## TASK STATEMENT
Only lines that contain the word "LightKind" are to be returned from the data below.

::: DATA

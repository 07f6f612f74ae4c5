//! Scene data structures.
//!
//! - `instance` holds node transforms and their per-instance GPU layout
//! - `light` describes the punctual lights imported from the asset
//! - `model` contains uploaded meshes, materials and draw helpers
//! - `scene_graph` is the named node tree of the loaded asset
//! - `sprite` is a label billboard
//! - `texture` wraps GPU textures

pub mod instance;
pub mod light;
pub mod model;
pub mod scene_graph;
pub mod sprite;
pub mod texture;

::::::
::: DATA

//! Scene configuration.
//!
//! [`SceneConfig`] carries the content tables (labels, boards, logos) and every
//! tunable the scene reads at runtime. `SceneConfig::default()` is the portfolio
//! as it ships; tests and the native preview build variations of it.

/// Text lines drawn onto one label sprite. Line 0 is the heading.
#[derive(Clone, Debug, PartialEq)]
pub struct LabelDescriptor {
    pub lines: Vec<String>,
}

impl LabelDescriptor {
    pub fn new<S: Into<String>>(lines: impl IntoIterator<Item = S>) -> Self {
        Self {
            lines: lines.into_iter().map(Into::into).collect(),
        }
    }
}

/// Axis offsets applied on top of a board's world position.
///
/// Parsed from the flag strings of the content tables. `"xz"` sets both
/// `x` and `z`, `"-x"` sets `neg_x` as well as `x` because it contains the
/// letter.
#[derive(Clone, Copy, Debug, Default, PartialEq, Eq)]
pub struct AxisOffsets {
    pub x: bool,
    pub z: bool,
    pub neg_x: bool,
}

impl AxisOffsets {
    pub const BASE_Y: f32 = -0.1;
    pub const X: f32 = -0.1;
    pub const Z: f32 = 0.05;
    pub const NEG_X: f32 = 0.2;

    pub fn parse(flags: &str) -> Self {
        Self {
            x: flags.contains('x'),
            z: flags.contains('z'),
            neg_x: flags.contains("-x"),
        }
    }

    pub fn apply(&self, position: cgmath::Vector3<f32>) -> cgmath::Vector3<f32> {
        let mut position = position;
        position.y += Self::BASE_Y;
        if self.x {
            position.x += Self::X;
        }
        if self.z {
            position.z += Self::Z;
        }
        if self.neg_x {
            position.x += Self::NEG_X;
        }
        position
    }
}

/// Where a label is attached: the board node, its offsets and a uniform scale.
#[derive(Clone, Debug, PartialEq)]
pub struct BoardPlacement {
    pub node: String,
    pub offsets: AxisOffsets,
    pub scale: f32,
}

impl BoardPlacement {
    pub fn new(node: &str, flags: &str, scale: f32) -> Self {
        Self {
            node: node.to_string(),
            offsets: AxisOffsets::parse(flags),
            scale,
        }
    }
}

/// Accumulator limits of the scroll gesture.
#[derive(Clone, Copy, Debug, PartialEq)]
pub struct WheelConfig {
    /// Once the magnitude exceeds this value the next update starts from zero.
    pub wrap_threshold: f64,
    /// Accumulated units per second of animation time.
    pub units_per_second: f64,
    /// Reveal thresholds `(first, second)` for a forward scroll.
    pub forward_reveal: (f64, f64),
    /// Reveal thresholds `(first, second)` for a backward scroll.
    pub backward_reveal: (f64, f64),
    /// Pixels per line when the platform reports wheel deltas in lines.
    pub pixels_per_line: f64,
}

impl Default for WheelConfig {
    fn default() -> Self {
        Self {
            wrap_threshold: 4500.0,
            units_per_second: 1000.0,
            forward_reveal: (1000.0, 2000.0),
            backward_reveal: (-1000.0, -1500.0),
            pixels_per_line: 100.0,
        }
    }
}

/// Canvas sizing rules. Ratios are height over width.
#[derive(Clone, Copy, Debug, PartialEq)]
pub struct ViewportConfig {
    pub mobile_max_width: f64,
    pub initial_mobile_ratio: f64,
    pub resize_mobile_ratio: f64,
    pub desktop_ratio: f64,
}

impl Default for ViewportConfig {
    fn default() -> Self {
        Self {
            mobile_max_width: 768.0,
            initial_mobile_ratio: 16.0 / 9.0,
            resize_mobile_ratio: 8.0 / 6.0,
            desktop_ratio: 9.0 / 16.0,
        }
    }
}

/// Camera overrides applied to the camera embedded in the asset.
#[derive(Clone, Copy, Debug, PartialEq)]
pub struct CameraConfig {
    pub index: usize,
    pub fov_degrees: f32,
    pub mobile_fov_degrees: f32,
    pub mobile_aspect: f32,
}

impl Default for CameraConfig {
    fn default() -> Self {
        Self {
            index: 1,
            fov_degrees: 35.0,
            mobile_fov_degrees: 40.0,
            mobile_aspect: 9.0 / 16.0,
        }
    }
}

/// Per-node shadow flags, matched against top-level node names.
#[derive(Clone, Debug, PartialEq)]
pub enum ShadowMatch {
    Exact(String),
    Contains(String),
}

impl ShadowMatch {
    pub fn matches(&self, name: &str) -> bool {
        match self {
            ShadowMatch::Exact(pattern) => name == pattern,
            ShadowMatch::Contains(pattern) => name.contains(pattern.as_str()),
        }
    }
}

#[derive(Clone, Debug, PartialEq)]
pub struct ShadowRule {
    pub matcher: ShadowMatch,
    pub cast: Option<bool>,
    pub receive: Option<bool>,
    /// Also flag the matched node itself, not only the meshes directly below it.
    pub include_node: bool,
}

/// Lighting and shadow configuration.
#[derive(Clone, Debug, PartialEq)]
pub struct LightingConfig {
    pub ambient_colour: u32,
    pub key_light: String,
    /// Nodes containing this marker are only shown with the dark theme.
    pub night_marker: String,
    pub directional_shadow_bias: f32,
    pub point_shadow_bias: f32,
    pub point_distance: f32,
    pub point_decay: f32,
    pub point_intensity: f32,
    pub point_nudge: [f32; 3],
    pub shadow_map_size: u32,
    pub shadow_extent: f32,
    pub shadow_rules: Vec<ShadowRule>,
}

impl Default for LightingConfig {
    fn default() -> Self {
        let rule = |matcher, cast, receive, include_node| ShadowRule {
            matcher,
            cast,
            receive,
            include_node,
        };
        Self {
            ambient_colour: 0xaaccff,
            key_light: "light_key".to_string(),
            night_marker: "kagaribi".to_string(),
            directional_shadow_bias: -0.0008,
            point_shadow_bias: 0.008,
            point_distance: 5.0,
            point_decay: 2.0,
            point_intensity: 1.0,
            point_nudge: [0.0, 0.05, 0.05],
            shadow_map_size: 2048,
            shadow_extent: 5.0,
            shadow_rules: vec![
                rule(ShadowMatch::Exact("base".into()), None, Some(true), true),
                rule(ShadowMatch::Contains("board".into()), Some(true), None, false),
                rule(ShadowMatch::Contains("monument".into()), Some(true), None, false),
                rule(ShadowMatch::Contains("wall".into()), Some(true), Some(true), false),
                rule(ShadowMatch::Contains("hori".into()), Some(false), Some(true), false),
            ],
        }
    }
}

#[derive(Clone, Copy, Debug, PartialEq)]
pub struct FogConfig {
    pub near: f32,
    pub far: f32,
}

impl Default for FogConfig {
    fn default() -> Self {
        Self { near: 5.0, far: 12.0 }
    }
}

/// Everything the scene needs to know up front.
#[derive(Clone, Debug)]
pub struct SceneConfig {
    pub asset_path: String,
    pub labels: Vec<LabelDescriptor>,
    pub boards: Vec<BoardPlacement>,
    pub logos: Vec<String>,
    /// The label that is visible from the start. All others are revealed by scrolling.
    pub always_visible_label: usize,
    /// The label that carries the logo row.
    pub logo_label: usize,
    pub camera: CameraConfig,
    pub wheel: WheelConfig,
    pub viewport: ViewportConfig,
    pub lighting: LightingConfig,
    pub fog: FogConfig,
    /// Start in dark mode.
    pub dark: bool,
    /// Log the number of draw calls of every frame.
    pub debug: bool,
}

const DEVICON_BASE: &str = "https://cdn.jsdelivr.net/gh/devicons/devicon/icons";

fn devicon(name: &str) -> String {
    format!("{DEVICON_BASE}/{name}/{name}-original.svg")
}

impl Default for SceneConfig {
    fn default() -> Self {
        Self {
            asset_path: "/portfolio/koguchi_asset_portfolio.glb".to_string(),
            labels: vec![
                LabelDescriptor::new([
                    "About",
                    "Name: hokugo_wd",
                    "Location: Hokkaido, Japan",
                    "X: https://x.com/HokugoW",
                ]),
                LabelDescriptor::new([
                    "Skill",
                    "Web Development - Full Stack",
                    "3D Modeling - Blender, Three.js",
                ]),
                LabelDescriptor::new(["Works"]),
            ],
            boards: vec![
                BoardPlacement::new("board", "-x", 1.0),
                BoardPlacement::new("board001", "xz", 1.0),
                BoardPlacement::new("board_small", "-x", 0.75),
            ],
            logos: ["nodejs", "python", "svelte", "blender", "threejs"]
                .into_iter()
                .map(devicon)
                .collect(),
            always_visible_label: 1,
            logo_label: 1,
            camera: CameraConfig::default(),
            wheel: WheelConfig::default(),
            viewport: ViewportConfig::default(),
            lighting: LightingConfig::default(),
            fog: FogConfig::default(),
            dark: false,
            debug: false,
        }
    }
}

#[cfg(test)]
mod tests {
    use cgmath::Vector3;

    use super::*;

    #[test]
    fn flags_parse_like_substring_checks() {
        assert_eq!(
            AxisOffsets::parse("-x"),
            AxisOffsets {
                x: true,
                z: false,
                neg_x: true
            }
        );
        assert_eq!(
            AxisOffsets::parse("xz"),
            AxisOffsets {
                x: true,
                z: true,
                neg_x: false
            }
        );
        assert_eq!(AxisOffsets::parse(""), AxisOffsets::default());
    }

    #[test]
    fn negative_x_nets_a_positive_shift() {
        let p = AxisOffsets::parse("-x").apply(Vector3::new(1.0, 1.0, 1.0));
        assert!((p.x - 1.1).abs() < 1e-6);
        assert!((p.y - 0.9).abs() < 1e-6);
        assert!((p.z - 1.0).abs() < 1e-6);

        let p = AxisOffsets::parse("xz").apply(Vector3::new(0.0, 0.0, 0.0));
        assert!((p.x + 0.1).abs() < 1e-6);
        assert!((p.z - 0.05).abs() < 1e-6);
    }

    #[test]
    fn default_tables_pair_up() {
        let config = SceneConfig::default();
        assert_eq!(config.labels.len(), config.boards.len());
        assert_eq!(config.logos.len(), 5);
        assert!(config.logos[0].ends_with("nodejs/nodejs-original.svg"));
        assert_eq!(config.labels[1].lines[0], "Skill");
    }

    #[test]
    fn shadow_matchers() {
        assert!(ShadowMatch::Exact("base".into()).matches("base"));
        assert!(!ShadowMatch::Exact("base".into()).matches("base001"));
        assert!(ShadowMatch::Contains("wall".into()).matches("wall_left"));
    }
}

::::::
::: DATA

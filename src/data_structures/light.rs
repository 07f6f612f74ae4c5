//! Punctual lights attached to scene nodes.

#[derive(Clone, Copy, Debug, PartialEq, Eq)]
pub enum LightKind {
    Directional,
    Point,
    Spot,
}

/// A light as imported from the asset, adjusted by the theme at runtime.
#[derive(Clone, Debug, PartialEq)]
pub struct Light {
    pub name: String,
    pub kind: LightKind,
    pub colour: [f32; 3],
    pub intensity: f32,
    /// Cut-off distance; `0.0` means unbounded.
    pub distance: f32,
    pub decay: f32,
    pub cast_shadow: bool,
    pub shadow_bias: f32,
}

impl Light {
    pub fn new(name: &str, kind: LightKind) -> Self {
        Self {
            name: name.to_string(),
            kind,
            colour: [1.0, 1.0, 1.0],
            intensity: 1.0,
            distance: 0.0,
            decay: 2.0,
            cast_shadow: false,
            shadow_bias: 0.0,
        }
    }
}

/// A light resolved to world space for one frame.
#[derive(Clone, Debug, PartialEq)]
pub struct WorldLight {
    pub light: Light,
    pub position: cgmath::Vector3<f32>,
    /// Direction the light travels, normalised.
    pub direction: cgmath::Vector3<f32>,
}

::::::

## WRITTEN REPLY
pub enum LightKind {
    pub kind: LightKind,
    pub fn new(name: &str, kind: LightKind) -> Self {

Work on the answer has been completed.